Amiga Power


Falcon & Mission Disks

Author: Adam Peters
Publisher: Action 16
Machine: Amiga 500/1000/2000/2500/3000

 
Published in Amiga Power #17

Falcon & Mission Disks

Games reviewers, by and large, hate flight sims. Loathe them. Dislike them with the sort of sneery disgust normally reserved for war games and people who buy Genesis records. Why? Mainly because you can't just pick up and play the things, you have to (ulp!) read the manual.

Most people like to have a few goes on a game before bothering to check the old printed matter. Sadly, in most flight sims you can't even take off without referring to the manual. The manual that comes with Falcon is so hefty (160 pages) that you wouldn't want to drop it on your hamster. Or read more than a small percentage of it at a time, for that matter.

Then there's the number of controls you need to use. In the Falcon cockpit there are 50-ish different buttons you can press, so virtually every key on the keyboard will be needed at some point. It's best to forget about using a joystick (what's the point when you'd need the keyboard for the other 45 functions anyway?).

All of this could add up to the sort of game that the uncommitted flyer would struggle to get to grips with, as is the case with many flight sims of this depth. Fortunately, Spectrum HoloByte had all this in mind when they designed the game.

When playing at First Lieutenant (easy) level, nobody shoots at you, and even if you plough into the ground or hurtle into a building at full speed, you don't crash - you simply land on the ground and can then take off again no probs. Tsch, easy.

The main problem with Falcon is that there's no much going on. There are not enough handling problems on the lower skill levels to give it any real essence de flight sim. And as a shoot-'em-up it's sadly lacking in things to shoot up, with only two enemy planes per mission in most cases.

Having said that, the size of the manual is testament to how deep (and complicated and difficult) the game gets on the higher skill levels. Most people will need to run through everything on the easiest level first though, and once you've completed a mission, there's a lot less impetus to try that mission again.

Never mind. Once you've beaten (or got bored of) the twelve missions supplied, there are a couple of mission disks available at £9.99 each. The first, Operation: Counterstrike, includes major advancements on the original game, including four different moving enemy ground vehicles (tanks and the like). This helps spice things up no end, especially since all the missions involve destroying ground targets. In direct contravention of the Amiga Power tradition of marking mission disks, it gets 82 on the percentometer.

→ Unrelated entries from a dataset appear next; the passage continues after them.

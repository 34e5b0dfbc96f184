use std::collections::HashMap;
use std::io;

use clap::{Parser, Subcommand};
use log::LevelFilter;
use simplelog::{ColorChoice, Config, TermLogger, TerminalMode};

use pycus::environment;
use pycus::middleware::{Command, Injected, make_middlewares};
use pycus::{AddRequest, SystemRunner};

#[derive(Parser, Debug)]
#[command(name = "pycus")]
#[command(version, about = "Register Python virtual environments as Jupyter kernels")]
struct Args {
    /// The log level to use: "trace", "debug", "info", "warn" or "error".
    /// Defaults to the value of `RUST_LOG`, or "warn".
    #[arg(short, long)]
    log_level: Option<String>,

    #[command(subcommand)]
    command: Commands,
}

#[derive(Subcommand, Debug)]
enum Commands {
    /// Add a virtual environment to Jupyter as a kernel
    Add {
        /// Path to the environment, or its name under WORKON_HOME
        environment: String,

        /// Kernel name; defaults to the environment's directory name
        #[arg(value_name = "NAME")]
        positional_name: Option<String>,

        /// Kernel name; takes precedence over the positional NAME
        #[arg(short, long)]
        name: Option<String>,

        /// Jupyter command to register the kernel with
        #[arg(short, long)]
        jupyter: Option<String>,
    },
}

fn init_logging(level: Option<&str>) -> anyhow::Result<()> {
    let level = match level {
        Some(level) => level.to_string(),
        None => std::env::var("RUST_LOG").unwrap_or_else(|_| "warn".to_string()),
    };

    let filter = match level.as_str() {
        "trace" => LevelFilter::Trace,
        "debug" => LevelFilter::Debug,
        "info" => LevelFilter::Info,
        "warn" => LevelFilter::Warn,
        "error" => LevelFilter::Error,
        _ => {
            eprintln!("Invalid log level '{}'; using 'warn'", level);
            LevelFilter::Warn
        }
    };

    // Progress text owns stdout, so diagnostics go to stderr
    TermLogger::init(filter, Config::default(), TerminalMode::Stderr, ColorChoice::Auto)
        .map_err(|e| anyhow::anyhow!("Failed to initialize terminal logging: {}", e))
}

fn main() -> anyhow::Result<()> {
    let args = Args::parse();
    init_logging(args.log_level.as_deref())?;

    match args.command {
        Commands::Add {
            environment,
            positional_name,
            name,
            jupyter,
        } => {
            let os_environ = environment::snapshot(std::env::vars_os());
            let statics = make_middlewares()
                .with("runner", SystemRunner)
                .with("os_environ", os_environ);

            let mut add_cmd = Command::new("add", move |injected: &mut Injected| {
                let runner = injected.get::<SystemRunner>("runner")?;
                let os_environ = injected.get::<HashMap<String, String>>("os_environ")?;
                let request = AddRequest {
                    environment: &environment,
                    name: name.as_deref().or(positional_name.as_deref()),
                    jupyter: jupyter.as_deref(),
                };

                let mut stdout = io::stdout().lock();
                anyhow::Ok(pycus::add(&request, runner, os_environ, &mut stdout))
            });
            for mw in statics.values() {
                add_cmd.add(mw);
            }

            if !add_cmd.run()?.is_registered() {
                std::process::exit(1);
            }
        }
    }

    Ok(())
}
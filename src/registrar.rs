//! Registering a virtual environment as a Jupyter kernel.
//!
//! `add` runs three commands in order, each depending on the last:
//!
//! 1. `<env>/bin/python -m pip install ipykernel`
//! 2. `<env>/bin/python -m ipykernel install --name <name>-venv ...` which
//!    writes a kernel spec under `<env>/share/jupyter/kernels`
//! 3. `jupyter kernelspec install <that spec> --sys-prefix`
//!
//! Every problem is written to the output sink as plain text and stops the
//! run. Completed steps are left in place.

use std::collections::HashMap;
use std::fmt;
use std::io::Write;
use std::path::{Path, PathBuf};

use crate::environment::{self, KernelNames};
use crate::error::AddError;
use crate::kernel_spec::KernelSpec;
use crate::runner::ProcessRunner;

/// Used when no jupyter command is given; found through `PATH`
pub const DEFAULT_JUPYTER: &str = "jupyter";

#[derive(Debug, Clone, Copy, PartialEq, Eq)]
pub enum Step {
    InstallIpykernel,
    GenerateKernelSpec,
    RegisterKernelSpec,
}

impl fmt::Display for Step {
    fn fmt(&self, f: &mut fmt::Formatter) -> fmt::Result {
        match self {
            Step::InstallIpykernel => write!(f, "install ipykernel"),
            Step::GenerateKernelSpec => write!(f, "generate the kernel spec"),
            Step::RegisterKernelSpec => write!(f, "register the kernel spec"),
        }
    }
}

/// Parameters of one `add` call
#[derive(Debug, Clone, Copy, Default)]
pub struct AddRequest<'a> {
    /// Path to the environment, or its name under `WORKON_HOME`
    pub environment: &'a str,
    /// Base kernel name; the environment's directory name when absent
    pub name: Option<&'a str>,
    /// Jupyter command; `jupyter` when absent
    pub jupyter: Option<&'a str>,
}

/// A kernel that made it through all three steps
#[derive(Debug, Clone, PartialEq, Eq)]
pub struct Registration {
    pub environment: PathBuf,
    pub names: KernelNames,
    pub jupyter: String,
    pub spec_dir: PathBuf,
}

#[derive(Debug)]
pub enum Outcome {
    Registered(Registration),
    /// Already reported to the output sink
    Aborted(AddError),
}

impl Outcome {
    pub fn is_registered(&self) -> bool {
        matches!(self, Outcome::Registered(_))
    }
}

/// Registers the environment named by `request` as a Jupyter kernel.
///
/// Progress and failures go to `output`; nothing is returned as an error.
pub fn add<R, W>(
    request: &AddRequest,
    runner: &R,
    os_environ: &HashMap<String, String>,
    output: &mut W,
) -> Outcome
where
    R: ProcessRunner + ?Sized,
    W: Write + ?Sized,
{
    match register(request, runner, os_environ, output) {
        Ok(registration) => {
            log::info!(
                "Registered kernel {} from {}",
                registration.names.kernel_name,
                registration.environment.display()
            );
            Outcome::Registered(registration)
        }
        Err(err) => {
            log::debug!("add {} stopped: {}", request.environment, err);
            report(&err, output);
            Outcome::Aborted(err)
        }
    }
}

fn register<R, W>(
    request: &AddRequest,
    runner: &R,
    os_environ: &HashMap<String, String>,
    output: &mut W,
) -> Result<Registration, AddError>
where
    R: ProcessRunner + ?Sized,
    W: Write + ?Sized,
{
    let environment = environment::resolve(request.environment, os_environ)?;
    let python = environment::interpreter(&environment);
    if !python.exists() {
        return Err(AddError::MissingInterpreter { path: python });
    }

    let names = KernelNames::new(request.name, &environment);
    let jupyter = request.jupyter.unwrap_or(DEFAULT_JUPYTER).to_string();
    let spec_dir = environment::kernel_spec_dir(&environment, &names.kernel_name);

    emit(
        output,
        format_args!("Running pip install ipykernel in {}", environment.display()),
    );
    run_step(Step::InstallIpykernel, pip_install_argv(&python), runner)?;

    emit(
        output,
        format_args!(
            "Generating kernel spec {} with display name {}",
            names.kernel_name, names.display_name
        ),
    );
    run_step(
        Step::GenerateKernelSpec,
        ipykernel_install_argv(&python, &names, &environment),
        runner,
    )?;
    log_kernel_spec(&spec_dir);

    emit(
        output,
        format_args!("Registering kernel spec with {}", jupyter),
    );
    run_step(
        Step::RegisterKernelSpec,
        kernelspec_install_argv(&jupyter, &spec_dir),
        runner,
    )?;

    Ok(Registration {
        environment,
        names,
        jupyter,
        spec_dir,
    })
}

fn run_step<R>(step: Step, argv: Vec<String>, runner: &R) -> Result<(), AddError>
where
    R: ProcessRunner + ?Sized,
{
    log::debug!("{step}: {argv:?}");
    let result = runner
        .run(&argv)
        .map_err(|source| AddError::Launch { step, source })?;

    if !result.success() {
        return Err(AddError::Failed {
            step,
            output: result,
        });
    }
    Ok(())
}

pub fn pip_install_argv(python: &Path) -> Vec<String> {
    vec![
        path_arg(python),
        "-m".to_string(),
        "pip".to_string(),
        "install".to_string(),
        "ipykernel".to_string(),
    ]
}

pub fn ipykernel_install_argv(python: &Path, names: &KernelNames, environment: &Path) -> Vec<String> {
    vec![
        path_arg(python),
        "-m".to_string(),
        "ipykernel".to_string(),
        "install".to_string(),
        "--name".to_string(),
        names.kernel_name.clone(),
        "--display-name".to_string(),
        names.display_name.clone(),
        "--prefix".to_string(),
        path_arg(environment),
    ]
}

pub fn kernelspec_install_argv(jupyter: &str, spec_dir: &Path) -> Vec<String> {
    vec![
        jupyter.to_string(),
        "kernelspec".to_string(),
        "install".to_string(),
        path_arg(spec_dir),
        "--sys-prefix".to_string(),
    ]
}

fn path_arg(path: &Path) -> String {
    path.to_string_lossy().to_string()
}

// Not fatal: the spec only matters to jupyter in the next step
fn log_kernel_spec(spec_dir: &Path) {
    match KernelSpec::load(spec_dir) {
        Ok(spec) => log::debug!(
            "Kernel spec '{}' ({}) starts with {:?}",
            spec.display_name,
            spec.language,
            spec.argv
        ),
        Err(e) => log::debug!("Could not inspect kernel spec: {e}"),
    }
}

fn report<W: Write + ?Sized>(err: &AddError, output: &mut W) {
    match err {
        AddError::Failed { output: result, .. } => {
            emit(output, "Output:");
            emit(output, result.stdout.trim());
            emit(output, "Error:");
            emit(output, result.stderr.trim());
        }
        other => emit(output, other),
    }
}

fn emit<W: Write + ?Sized>(output: &mut W, line: impl fmt::Display) {
    if let Err(e) = writeln!(output, "{line}") {
        log::error!("Failed to write to output: {e}");
    }
}
//! pycus
//!
//! Registers existing Python virtual environments as Jupyter kernels.

pub mod environment;
pub mod error;
pub mod kernel_spec;
pub mod middleware;
pub mod registrar;
pub mod runner;

pub use error::{AddError, LaunchError, MiddlewareError};
pub use registrar::{AddRequest, Outcome, Registration, add};
pub use runner::{ProcessOutput, ProcessRunner, SystemRunner};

The other mission disk, Operation: Firefight, is an altogether sadder state of affairs. There are lots of new types of missile and some nice Hind helicopters flying around. The missions are a load of hamster feed though, the objective of over half of them being something along the brilliant lines of "Destroy one MiG-27". While Counterstrike seemed a genuine progression from the original, this one just shouts out (in an American accent), "dull and half-hearted attempt to cash in, get your dull and half-hearted attempt to cash in here. Ugh, 53 perent.

The Bottom Line

Well, the main Falcon game's five years old and yet looks as polished as many 1992 flight sims. Plenty of functions and a nice easy first skill level, but a bit more in the way of action wouldn't have gone amiss.